*Activity*.
Could you restate word for word every line from the one containing "S: ArtifactStore +" to the end of the records, and nothing else?

Top of Input material

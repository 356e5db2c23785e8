//! ffmpeg-backed transcoding engine.
//!
//! Runs `ffmpeg` as a subprocess with `-progress pipe:1` and turns the
//! key/value progress blocks into `EngineEvent`s. Total duration comes from
//! `ffprobe`; without it only the terminal event is reported.

use crate::ports::engine::{
    CaptionStyle, EngineEvent, EngineEvents, TranscodeEngine, TranscodeRequest,
};
use std::collections::VecDeque;
use std::path::{Path, PathBuf};
use std::process::Stdio;
use thiserror::Error;
use tokio::io::{AsyncBufReadExt, BufReader};
use tokio::process::Command;
use tokio::sync::mpsc;
use tracing::{debug, info, warn};

const EVENT_BUFFER: usize = 32;
const STDERR_TAIL_LINES: usize = 20;

#[derive(Debug, Error)]
pub enum EngineError {
    #[error("{0} not found in PATH")]
    NotFound(String),

    #[error("failed to run {program}: {source}")]
    Io {
        program: String,
        source: std::io::Error,
    },

    #[error("ffmpeg exited with status {code:?}: {stderr}")]
    Exited { code: Option<i32>, stderr: String },
}

#[derive(Debug, Clone)]
pub struct FfmpegEngine {
    ffmpeg: String,
    ffprobe: String,
}

impl Default for FfmpegEngine {
    fn default() -> Self {
        Self::new("ffmpeg", "ffprobe")
    }
}

impl FfmpegEngine {
    pub fn new(ffmpeg: impl Into<String>, ffprobe: impl Into<String>) -> Self {
        Self {
            ffmpeg: ffmpeg.into(),
            ffprobe: ffprobe.into(),
        }
    }

    /// Input duration in microseconds, if ffprobe can tell.
    async fn probe_duration_us(&self, media_path: &Path) -> Option<u64> {
        let output = Command::new(&self.ffprobe)
            .arg("-v")
            .arg("error")
            .arg("-show_entries")
            .arg("format=duration")
            .arg("-of")
            .arg("default=noprint_wrappers=1:nokey=1")
            .arg(media_path)
            .output()
            .await;

        match output {
            Ok(output) if output.status.success() => {
                let stdout = String::from_utf8_lossy(&output.stdout);
                let duration = parse_duration_us(&stdout);
                if duration.is_none() {
                    warn!(path = ?media_path, output = %stdout.trim(), "unusable ffprobe duration");
                }
                duration
            }
            Ok(output) => {
                warn!(
                    path = ?media_path,
                    stderr = %String::from_utf8_lossy(&output.stderr).trim(),
                    "ffprobe failed, progress will not be reported"
                );
                None
            }
            Err(e) => {
                warn!(program = %self.ffprobe, error = %e, "could not run ffprobe");
                None
            }
        }
    }

    async fn run(
        &self,
        ffmpeg: &Path,
        request: &TranscodeRequest,
        tx: &mpsc::Sender<EngineEvent>,
    ) -> Result<(), EngineError> {
        let total_us = self.probe_duration_us(&request.input).await;
        let args = transcode_args(request);
        debug!("Running ffmpeg {}", args.join(" "));

        let io_err = |source: std::io::Error| EngineError::Io {
            program: self.ffmpeg.clone(),
            source,
        };

        let mut child = Command::new(ffmpeg)
            .args(&args)
            .stdin(Stdio::null())
            .stdout(Stdio::piped())
            .stderr(Stdio::piped())
            .kill_on_drop(true)
            .spawn()
            .map_err(io_err)?;

        let stderr = child.stderr.take();
        let stderr_task = tokio::spawn(async move {
            let mut tail = VecDeque::with_capacity(STDERR_TAIL_LINES);
            if let Some(stderr) = stderr {
                let mut lines = BufReader::new(stderr).lines();
                while let Ok(Some(line)) = lines.next_line().await {
                    if tail.len() == STDERR_TAIL_LINES {
                        tail.pop_front();
                    }
                    tail.push_back(line);
                }
            }
            Vec::from(tail).join("\n")
        });

        if let Some(stdout) = child.stdout.take() {
            let mut lines = BufReader::new(stdout).lines();
            let mut progress = ProgressBlock::default();
            while let Ok(Some(line)) = lines.next_line().await {
                let Some(out_time_us) = progress.feed(&line) else {
                    continue;
                };
                if let Some(total_us) = total_us {
                    // A closed receiver means the job stopped listening; keep draining so ffmpeg can finish.
                    let _ = tx
                        .send(EngineEvent::Progress(percent_of(out_time_us, total_us)))
                        .await;
                }
            }
        }

        let status = child.wait().await.map_err(io_err)?;
        let stderr = stderr_task.await.unwrap_or_default();

        if status.success() {
            info!(output = ?request.output, "ffmpeg finished");
            Ok(())
        } else {
            Err(EngineError::Exited {
                code: status.code(),
                stderr,
            })
        }
    }
}

impl TranscodeEngine for FfmpegEngine {
    fn start(&self, request: TranscodeRequest) -> EngineEvents {
        let ffmpeg = match which::which(&self.ffmpeg) {
            Ok(path) => path,
            Err(_) => {
                let error = EngineError::NotFound(self.ffmpeg.clone());
                return EngineEvents::failed(error.to_string());
            }
        };

        let (tx, events) = EngineEvents::channel(EVENT_BUFFER);
        let engine = self.clone();
        tokio::spawn(async move {
            let terminal = match engine.run(&ffmpeg, &request, &tx).await {
                Ok(()) => EngineEvent::Completed,
                Err(e) => EngineEvent::Failed(e.to_string()),
            };
            let _ = tx.send(terminal).await;
        });
        events
    }
}

/// Command line for one burn-in transcode.
pub fn transcode_args(request: &TranscodeRequest) -> Vec<String> {
    let mut args: Vec<String> = vec![
        "-y".into(),
        "-v".into(),
        "error".into(),
        "-nostats".into(),
        "-progress".into(),
        "pipe:1".into(),
        "-i".into(),
        request.input.to_string_lossy().into_owned(),
    ];
    if let Some(subtitles) = &request.subtitles {
        args.push("-vf".into());
        args.push(subtitles_filter(subtitles, &request.style));
    }
    args.push("-c:a".into());
    args.push("aac".into());
    args.push(request.output.to_string_lossy().into_owned());
    args
}

/// `subtitles` filter description, escaped for both the option parser and the filtergraph parser.
pub fn subtitles_filter(path: &Path, style: &CaptionStyle) -> String {
    let options = format!(
        "filename={}:force_style={}",
        escape_option_value(&path.to_string_lossy()),
        escape_option_value(&style.force_style())
    );
    format!("subtitles={}", escape_filtergraph(&options))
}

fn escape_option_value(value: &str) -> String {
    escape_chars(value, &['\\', '\'', ':'])
}

fn escape_filtergraph(value: &str) -> String {
    escape_chars(value, &['\\', '\'', '[', ']', ',', ';'])
}

fn escape_chars(value: &str, special: &[char]) -> String {
    let mut out = String::with_capacity(value.len());
    for c in value.chars() {
        if special.contains(&c) {
            out.push('\\');
        }
        out.push(c);
    }
    out
}

/// Accumulates one `-progress` block; yields the output time when the block closes.
#[derive(Debug, Default)]
struct ProgressBlock {
    out_time_us: Option<u64>,
}

impl ProgressBlock {
    fn feed(&mut self, line: &str) -> Option<u64> {
        let (key, value) = line.trim().split_once('=')?;
        match key {
            // ffmpeg reports `out_time_ms` in microseconds as well.
            "out_time_us" | "out_time_ms" => {
                if let Ok(us) = value.parse::<u64>() {
                    self.out_time_us = Some(us);
                }
                None
            }
            "progress" => self.out_time_us.take(),
            _ => None,
        }
    }
}

fn percent_of(out_time_us: u64, total_us: u64) -> f64 {
    if total_us == 0 {
        return 0.0;
    }
    (out_time_us as f64 / total_us as f64 * 100.0).min(100.0)
}

fn parse_duration_us(raw: &str) -> Option<u64> {
    let seconds: f64 = raw.trim().parse().ok()?;
    if seconds.is_finite() && seconds > 0.0 {
        Some((seconds * 1_000_000.0) as u64)
    } else {
        None
    }
}

/// Resolve a configured program name the same way `start` does.
pub fn locate(program: &str) -> Option<PathBuf> {
    which::which(program).ok()
}
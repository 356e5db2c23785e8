//! HTTP inbound adapter.
//!
//! Upload form and endpoint, the client event WebSocket, and static serving
//! of processed videos.

pub mod upload;
pub mod ws;

use crate::adapters::local::events::SessionRegistry;
use crate::application::runner::JobRunner;
use crate::config::PROCESSED_ROUTE;
use crate::ports::engine::TranscodeEngine;
use crate::ports::storage::ArtifactStore;
use axum::{
    extract::{DefaultBodyLimit, FromRef},
    routing::{get, post},
    Router,
};
use std::sync::Arc;
use tower_http::cors::{Any, CorsLayer};
use tower_http::services::ServeDir;
use tower_http::trace::TraceLayer;

pub struct AppState<E, S> {
    pub runner: Arc<JobRunner<E, S, SessionRegistry>>,
    pub sessions: Arc<SessionRegistry>,
}

impl<E, S> Clone for AppState<E, S> {
    fn clone(&self) -> Self {
        Self {
            runner: self.runner.clone(),
            sessions: self.sessions.clone(),
        }
    }
}

impl<E, S> FromRef<AppState<E, S>> for Arc<SessionRegistry> {
    fn from_ref(state: &AppState<E, S>) -> Self {
        state.sessions.clone()
    }
}

pub fn router<E, S>(state: AppState<E, S>, serve_upload_form: bool) -> Router
where
    E: TranscodeEngine + 'static,
    S: ArtifactStore + 'static,
{
    let processed = ServeDir::new(state.runner.store().output_dir());

    let mut router = Router::new()
        .route("/upload", post(upload::handle::<E, S>))
        .route("/ws", get(ws::handle))
        .nest_service(PROCESSED_ROUTE, processed);

    if serve_upload_form {
        router = router.route("/", get(upload::form::<E, S>));
    }

    let cors = CorsLayer::new()
        .allow_origin(Any)
        .allow_methods(Any)
        .allow_headers(Any);

    router
        .layer(DefaultBodyLimit::disable())
        .layer(cors)
        .layer(TraceLayer::new_for_http())
        .with_state(state)
}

Bottom of Input material

*Response box*.
    S: ArtifactStore + 'static,
{
    let processed = ServeDir::new(state.runner.store().output_dir());

    let mut router = Router::new()
        .route("/upload", post(upload::handle::<E, S>))
        .route("/ws", get(ws::handle))
        .nest_service(PROCESSED_ROUTE, processed);

    if serve_upload_form {
        router = router.route("/", get(upload::form::<E, S>));
    }

    let cors = CorsLayer::new()
        .allow_origin(Any)
        .allow_methods(Any)
        .allow_headers(Any);

    router
        .layer(DefaultBodyLimit::disable())
        .layer(cors)
        .layer(TraceLayer::new_for_http())
        .with_state(state)
}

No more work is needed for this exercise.